>>>

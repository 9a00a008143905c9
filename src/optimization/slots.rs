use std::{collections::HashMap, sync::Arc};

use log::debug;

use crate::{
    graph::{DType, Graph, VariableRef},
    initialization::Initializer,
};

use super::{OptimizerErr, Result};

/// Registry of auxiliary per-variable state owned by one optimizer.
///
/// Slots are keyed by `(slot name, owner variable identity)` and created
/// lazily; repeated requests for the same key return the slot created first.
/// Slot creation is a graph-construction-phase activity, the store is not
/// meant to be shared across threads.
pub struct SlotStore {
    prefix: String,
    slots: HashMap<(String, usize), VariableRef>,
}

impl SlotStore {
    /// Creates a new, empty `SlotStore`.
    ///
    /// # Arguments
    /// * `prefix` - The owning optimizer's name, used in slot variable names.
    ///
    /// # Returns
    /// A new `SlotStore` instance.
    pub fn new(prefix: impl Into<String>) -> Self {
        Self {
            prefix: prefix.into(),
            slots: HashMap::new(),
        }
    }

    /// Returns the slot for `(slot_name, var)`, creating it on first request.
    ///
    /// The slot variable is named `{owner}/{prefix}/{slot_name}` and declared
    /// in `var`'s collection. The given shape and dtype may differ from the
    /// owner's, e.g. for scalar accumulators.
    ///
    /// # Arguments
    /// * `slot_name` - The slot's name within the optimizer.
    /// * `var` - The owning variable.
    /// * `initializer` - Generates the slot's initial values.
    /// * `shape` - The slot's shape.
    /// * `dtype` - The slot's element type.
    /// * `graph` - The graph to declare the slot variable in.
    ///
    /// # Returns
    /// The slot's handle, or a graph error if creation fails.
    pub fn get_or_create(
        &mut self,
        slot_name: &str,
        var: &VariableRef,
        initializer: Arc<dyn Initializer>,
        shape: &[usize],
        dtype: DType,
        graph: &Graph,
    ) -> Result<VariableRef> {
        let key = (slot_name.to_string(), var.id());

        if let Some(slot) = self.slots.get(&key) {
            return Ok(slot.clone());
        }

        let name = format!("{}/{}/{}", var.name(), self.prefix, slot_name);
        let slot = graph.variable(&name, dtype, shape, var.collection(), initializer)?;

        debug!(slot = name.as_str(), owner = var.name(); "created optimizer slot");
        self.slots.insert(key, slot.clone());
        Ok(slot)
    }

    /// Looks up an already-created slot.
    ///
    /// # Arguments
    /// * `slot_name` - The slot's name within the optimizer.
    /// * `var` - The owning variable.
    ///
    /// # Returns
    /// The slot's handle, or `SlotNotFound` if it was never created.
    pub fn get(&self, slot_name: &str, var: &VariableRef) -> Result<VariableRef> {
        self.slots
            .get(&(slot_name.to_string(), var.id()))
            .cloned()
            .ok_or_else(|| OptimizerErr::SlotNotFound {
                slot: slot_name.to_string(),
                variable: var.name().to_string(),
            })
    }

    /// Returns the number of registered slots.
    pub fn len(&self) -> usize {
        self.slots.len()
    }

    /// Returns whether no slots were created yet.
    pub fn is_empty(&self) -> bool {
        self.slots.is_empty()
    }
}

<<<
>>>

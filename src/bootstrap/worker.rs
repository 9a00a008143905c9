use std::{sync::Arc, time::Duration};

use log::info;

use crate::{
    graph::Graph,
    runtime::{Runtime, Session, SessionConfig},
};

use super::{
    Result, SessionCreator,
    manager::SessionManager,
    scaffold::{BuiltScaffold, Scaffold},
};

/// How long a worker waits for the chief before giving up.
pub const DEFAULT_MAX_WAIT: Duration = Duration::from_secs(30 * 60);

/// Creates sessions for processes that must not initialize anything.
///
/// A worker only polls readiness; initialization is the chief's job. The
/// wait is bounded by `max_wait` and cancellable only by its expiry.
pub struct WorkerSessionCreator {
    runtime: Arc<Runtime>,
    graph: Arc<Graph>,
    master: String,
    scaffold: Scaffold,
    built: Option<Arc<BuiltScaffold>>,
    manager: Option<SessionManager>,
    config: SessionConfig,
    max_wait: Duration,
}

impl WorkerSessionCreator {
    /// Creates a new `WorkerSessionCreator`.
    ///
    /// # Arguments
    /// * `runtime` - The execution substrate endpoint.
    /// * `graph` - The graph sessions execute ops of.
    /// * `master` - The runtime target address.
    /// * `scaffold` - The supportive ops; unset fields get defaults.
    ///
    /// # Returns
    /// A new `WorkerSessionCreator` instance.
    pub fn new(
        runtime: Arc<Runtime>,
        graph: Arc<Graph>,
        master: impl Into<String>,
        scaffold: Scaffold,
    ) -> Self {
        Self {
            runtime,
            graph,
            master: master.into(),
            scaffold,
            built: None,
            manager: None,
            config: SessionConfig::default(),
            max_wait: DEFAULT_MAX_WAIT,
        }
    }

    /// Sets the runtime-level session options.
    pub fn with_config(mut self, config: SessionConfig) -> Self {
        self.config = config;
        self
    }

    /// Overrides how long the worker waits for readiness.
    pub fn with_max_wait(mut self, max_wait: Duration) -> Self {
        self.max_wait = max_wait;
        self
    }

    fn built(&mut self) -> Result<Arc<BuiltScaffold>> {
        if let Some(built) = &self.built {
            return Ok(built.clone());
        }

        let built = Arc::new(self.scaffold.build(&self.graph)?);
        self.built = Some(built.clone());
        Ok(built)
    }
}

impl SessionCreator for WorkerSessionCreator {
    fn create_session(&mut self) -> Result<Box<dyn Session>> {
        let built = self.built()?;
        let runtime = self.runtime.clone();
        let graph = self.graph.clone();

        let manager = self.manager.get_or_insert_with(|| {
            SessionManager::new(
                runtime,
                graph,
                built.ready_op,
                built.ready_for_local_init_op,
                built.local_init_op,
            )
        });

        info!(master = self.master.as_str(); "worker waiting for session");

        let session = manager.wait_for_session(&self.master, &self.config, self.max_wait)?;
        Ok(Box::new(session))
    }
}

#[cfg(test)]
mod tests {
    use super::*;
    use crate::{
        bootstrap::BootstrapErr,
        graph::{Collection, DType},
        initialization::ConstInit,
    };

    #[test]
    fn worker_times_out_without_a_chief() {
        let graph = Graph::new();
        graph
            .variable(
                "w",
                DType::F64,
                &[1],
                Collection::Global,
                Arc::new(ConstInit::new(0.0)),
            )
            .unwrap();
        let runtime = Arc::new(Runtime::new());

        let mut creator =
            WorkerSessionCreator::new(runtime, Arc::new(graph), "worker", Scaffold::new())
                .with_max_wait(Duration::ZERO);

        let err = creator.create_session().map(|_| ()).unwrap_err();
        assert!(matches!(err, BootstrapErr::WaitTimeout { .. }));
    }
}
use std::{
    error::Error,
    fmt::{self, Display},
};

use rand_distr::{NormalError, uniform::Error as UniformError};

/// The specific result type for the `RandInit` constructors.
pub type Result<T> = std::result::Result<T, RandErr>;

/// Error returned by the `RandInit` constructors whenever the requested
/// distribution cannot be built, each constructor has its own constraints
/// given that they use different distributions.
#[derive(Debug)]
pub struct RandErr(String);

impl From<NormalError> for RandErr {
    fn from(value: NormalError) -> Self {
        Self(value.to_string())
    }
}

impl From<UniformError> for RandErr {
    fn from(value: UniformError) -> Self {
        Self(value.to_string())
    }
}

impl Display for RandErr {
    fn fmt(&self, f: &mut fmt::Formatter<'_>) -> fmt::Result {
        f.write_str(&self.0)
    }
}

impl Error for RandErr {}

<<<

INSTRUCTIONS FOR THE TASK: Which lines above run from the one containing "impl From<NormalError> for" down to the one containing "impl Error for"? Repeat exactly those, both ends included, and nothing else.

ANSWER TO THIS TASK:
impl From<NormalError> for RandErr {
    fn from(value: NormalError) -> Self {
        Self(value.to_string())
    }
}

impl From<UniformError> for RandErr {
    fn from(value: UniformError) -> Self {
        Self(value.to_string())
    }
}

impl Display for RandErr {
    fn fmt(&self, f: &mut fmt::Formatter<'_>) -> fmt::Result {
        f.write_str(&self.0)
    }
}

impl Error for RandErr {}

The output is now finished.